Rio de Janeiro, 03 de Setembro de 2026

Economia pisa no freio mas ainda assim cresce 7% este ano, diz Mantega

Ministro da Fazenda, Guido Mantega reiterou, nesta segunda-feira, a avaliação de que a economia desacelerou no segundo trimestre, prevendo alta de 0,5 a 1,0% do Produto Interno Bruto (PIB) frente ao início do ano. O dado oficial será divulgado pelo Instituto Brasileiro de Geografia e Estatística (IBGE) na sexta-feira.

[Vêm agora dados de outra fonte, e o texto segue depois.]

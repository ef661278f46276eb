//! JWT Token Service
//!
//! Handles JWT token generation, validation, and parsing.

use chrono::{Duration, Utc};
use jsonwebtoken::errors::ErrorKind;
use jsonwebtoken::{Algorithm, DecodingKey, EncodingKey, Header, Validation, decode, encode};
use serde::{Deserialize, Serialize};
use thiserror::Error;

/// JWT Configuration
#[derive(Debug, Clone)]
pub struct JwtConfig {
    /// JWT secret key (should be at least 32 bytes)
    pub secret: String,
    /// Token expiration time in minutes
    pub expiration_minutes: i64,
    /// Token issuer
    pub issuer: String,
    /// Token audience
    pub audience: String,
}

impl Default for JwtConfig {
    fn default() -> Self {
        let secret = match load_jwt_secret() {
            Ok(secret) => secret,
            Err(e) => {
                #[cfg(debug_assertions)]
                {
                    tracing::warn!("JWT configuration error: {}, using generated dev key", e);
                    generate_printable_jwt_secret()
                }
                #[cfg(not(debug_assertions))]
                {
                    panic!("FATAL: JWT_SECRET configuration failed: {}", e);
                }
            }
        };

        Self {
            secret,
            expiration_minutes: std::env::var("JWT_EXPIRATION_MINUTES")
                .ok()
                .and_then(|s| s.parse().ok())
                .unwrap_or(1440), // 24 hours default
            issuer: std::env::var("JWT_ISSUER").unwrap_or_else(|_| "admin-server".to_string()),
            audience: std::env::var("JWT_AUDIENCE").unwrap_or_else(|_| "admin-clients".to_string()),
        }
    }
}

/// JWT Claims stored in the token
#[derive(Debug, Clone, Serialize, Deserialize)]
pub struct Claims {
    /// Employee ID (Subject)
    pub sub: String,
    /// Username
    pub username: String,
    /// Token type
    pub token_type: String,
    /// Expiration timestamp
    pub exp: i64,
    /// Issued at timestamp
    pub iat: i64,
    /// Issuer
    pub iss: String,
    /// Audience
    pub aud: String,
}

/// JWT Errors
#[derive(Error, Debug)]
pub enum JwtError {
    #[error("Invalid token: {0}")]
    InvalidToken(String),

    #[error("Token expired")]
    ExpiredToken,

    #[error("Invalid signature")]
    InvalidSignature,

    #[error("Token generation failed: {0}")]
    GenerationFailed(String),

    #[error("Configuration error: {0}")]
    ConfigError(String),
}

/// Generate a printable random JWT secret (development fallback)
fn generate_printable_jwt_secret() -> String {
    use rand::Rng;
    let allowed_chars =
        "ABCDEFGHIJKLMNOPQRSTUVWXYZabcdefghijklmnopqrstuvwxyz0123456789!@#$%^&*()-_=+";
    let mut rng = rand::thread_rng();
    (0..64)
        .map(|_| {
            let idx = rng.gen_range(0..allowed_chars.len());
            allowed_chars.as_bytes()[idx] as char
        })
        .collect()
}

/// Load the JWT secret from the environment
fn load_jwt_secret() -> Result<String, JwtError> {
    match std::env::var("JWT_SECRET") {
        Ok(secret) => {
            if secret.len() < 32 {
                return Err(JwtError::ConfigError(
                    "JWT_SECRET must be at least 32 characters long".to_string(),
                ));
            }
            Ok(secret)
        }
        Err(_) => Err(JwtError::ConfigError(
            "JWT_SECRET environment variable is not set".to_string(),
        )),
    }
}

/// JWT Token Service
#[derive(Debug, Clone)]
pub struct JwtService {
    pub config: JwtConfig,
    encoding_key: EncodingKey,
    decoding_key: DecodingKey,
}

impl JwtService {
    /// Create a new JWT service with default config
    pub fn new() -> Self {
        Self::with_config(JwtConfig::default())
    }

    /// Create a new JWT service with custom config
    pub fn with_config(config: JwtConfig) -> Self {
        let encoding_key = EncodingKey::from_secret(config.secret.as_bytes());
        let decoding_key = DecodingKey::from_secret(config.secret.as_bytes());

        Self {
            config,
            encoding_key,
            decoding_key,
        }
    }

    /// Generate a token carrying the employee id and username
    pub fn generate_token(&self, employee_id: i64, username: &str) -> Result<String, JwtError> {
        let now = Utc::now();
        let expiration = now + Duration::minutes(self.config.expiration_minutes);

        let claims = Claims {
            sub: employee_id.to_string(),
            username: username.to_string(),
            token_type: "access".to_string(),
            exp: expiration.timestamp(),
            iat: now.timestamp(),
            iss: self.config.issuer.clone(),
            aud: self.config.audience.clone(),
        };

        encode(&Header::default(), &claims, &self.encoding_key)
            .map_err(|e| JwtError::GenerationFailed(e.to_string()))
    }

    /// Validate and decode a token
    pub fn validate_token(&self, token: &str) -> Result<Claims, JwtError> {
        let mut validation = Validation::new(Algorithm::HS256);
        validation.set_audience(&[&self.config.audience]);
        validation.set_issuer(&[&self.config.issuer]);
        validation.set_required_spec_claims(&["sub", "exp", "iat", "iss", "aud"]);

        let token_data = decode::<Claims>(token, &self.decoding_key, &validation).map_err(|e| {
            match e.kind() {
                ErrorKind::ExpiredSignature => JwtError::ExpiredToken,
                ErrorKind::InvalidSignature => JwtError::InvalidSignature,
                ErrorKind::InvalidToken => JwtError::InvalidToken(e.to_string()),
                _ => JwtError::InvalidToken(format!("Token validation failed: {}", e)),
            }
        })?;

        Ok(token_data.claims)
    }

    /// Extract the token from an Authorization header
    pub fn extract_from_header(header: &str) -> Option<&str> {
        header.strip_prefix("Bearer ")
    }
}

impl Default for JwtService {
    fn default() -> Self {
        Self::new()
    }
}

/// Current user context (parsed from JWT claims)
///
/// Created by the authentication middleware once per request and handed to
/// handlers and services by parameter.
#[derive(Debug, Clone)]
pub struct CurrentUser {
    /// Employee ID
    pub id: i64,
    /// Username
    pub username: String,
}

impl TryFrom<Claims> for CurrentUser {
    type Error = JwtError;

    fn try_from(claims: Claims) -> Result<Self, Self::Error> {
        let id = claims
            .sub
            .parse::<i64>()
            .map_err(|_| JwtError::InvalidToken(format!("Malformed subject: {}", claims.sub)))?;
        Ok(Self {
            id,
            username: claims.username,
        })
    }
}

#[cfg(test)]
mod tests {
    use super::*;

    fn test_service() -> JwtService {
        JwtService::with_config(JwtConfig {
            secret: "test-secret-key-that-is-long-enough-123".to_string(),
            expiration_minutes: 60,
            issuer: "admin-server".to_string(),
            audience: "admin-clients".to_string(),
        })
    }

    #[test]
    fn test_jwt_generation_and_validation() {
        let service = test_service();

        let token = service
            .generate_token(123, "john_doe")
            .expect("Failed to generate test token");

        let claims = service
            .validate_token(&token)
            .expect("Failed to validate test token");

        assert_eq!(claims.sub, "123");
        assert_eq!(claims.username, "john_doe");
        assert_eq!(claims.token_type, "access");
    }

    #[test]
    fn test_token_rejected_with_wrong_secret() {
        let service = test_service();
        let other = JwtService::with_config(JwtConfig {
            secret: "another-secret-key-that-is-long-enough".to_string(),
            expiration_minutes: 60,
            issuer: "admin-server".to_string(),
            audience: "admin-clients".to_string(),
        });

        let token = service.generate_token(1, "alice").unwrap();
        assert!(other.validate_token(&token).is_err());
    }

    #[test]
    fn test_current_user_from_claims() {
        let service = test_service();
        let token = service.generate_token(42, "alice").unwrap();
        let claims = service.validate_token(&token).unwrap();

        let user = CurrentUser::try_from(claims).unwrap();
        assert_eq!(user.id, 42);
        assert_eq!(user.username, "alice");
    }

    #[test]
    fn test_current_user_rejects_malformed_subject() {
        let claims = Claims {
            sub: "not-a-number".to_string(),
            username: "alice".to_string(),
            token_type: "access".to_string(),
            exp: 0,
            iat: 0,
            iss: "admin-server".to_string(),
            aud: "admin-clients".to_string(),
        };
        assert!(CurrentUser::try_from(claims).is_err());
    }

    #[test]
    fn test_extract_from_header() {
        assert_eq!(
            JwtService::extract_from_header("Bearer abc.def.ghi"),
            Some("abc.def.ghi")
        );
        assert_eq!(JwtService::extract_from_header("Basic abc"), None);
    }
}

Segunda, 30 de Agosto de 2010 às 08:28, por: CdB
Ministro da Fazenda, Guido Mantega reiterou, nesta segunda-feira, a avaliação de que a economia desacelerou no segundo trimestre, prevendo alta de 0,5 a 1,0% do Produto Interno Bruto (PIB) frente ao início do ano. O dado oficial será divulgado pelo Instituto Brasileiro de Geografia e Estatística (IBGE) na sexta-feira. No primeiro trimestre, o país cresceu 2,7% em relação aos três meses imediatamente anteriores, impulsionado principalmente pelo desempenho da indústria e investimentos. – O PIB dos segundo trimestre será muito inferior ao do primeiro trimestre, evidentemente – disse Mantega a jornalistas após palestra na abertura do 7º Fórum de Economia da Fundação Getúlio Vargas, em São Paulo. Apesar disso, o ministro afirmou que a taxa de crescimento em relação ao ano anterior deve manter-se entre 6,5 e 7%, ainda acima da média projetada de 5,8 a 6,0% de expansão entre 2011 e 2014. Para 2011, a projeção do titular da Fazenda é de 5,5% de expansão. – O Brasil está entre os países mais dinâmicos do mundo – disse Mantega durante sua apresentação, na qual também comemorou o fato de a inflação se manter perto da meta mesmo com o crescimento superior à média. Mantega disse ainda que não acredita em um retorno dos Estados Unidos à recessão. Sobre o próximo governo, o ministro disse que um dos principais desafios é manter os investimentos em um patamar elevado. Para isso, disse, será preciso que o setor privado "participe mais do financiamento de longo prazo." Segundo ele, medidas nesse sentido devem ser anunciadas em breve. O ministro disse ainda que o câmbio deve sofrer desvalorização no futuro, diante do crescente mas "passageiro" déficit nas transações correntes, e que é possível que o país tenha déficit nominal zero nos próximos anos. Em julho, último dado disponível, o setor público consolidado brasileiro registrou o pior resultado fiscal para o mês de toda a série histórica, com superávit primário de R$ 2,454 bilhões. O déficit nominal, que leva em conta as despesas com juros, alcançou R$ 14,310 bilhões.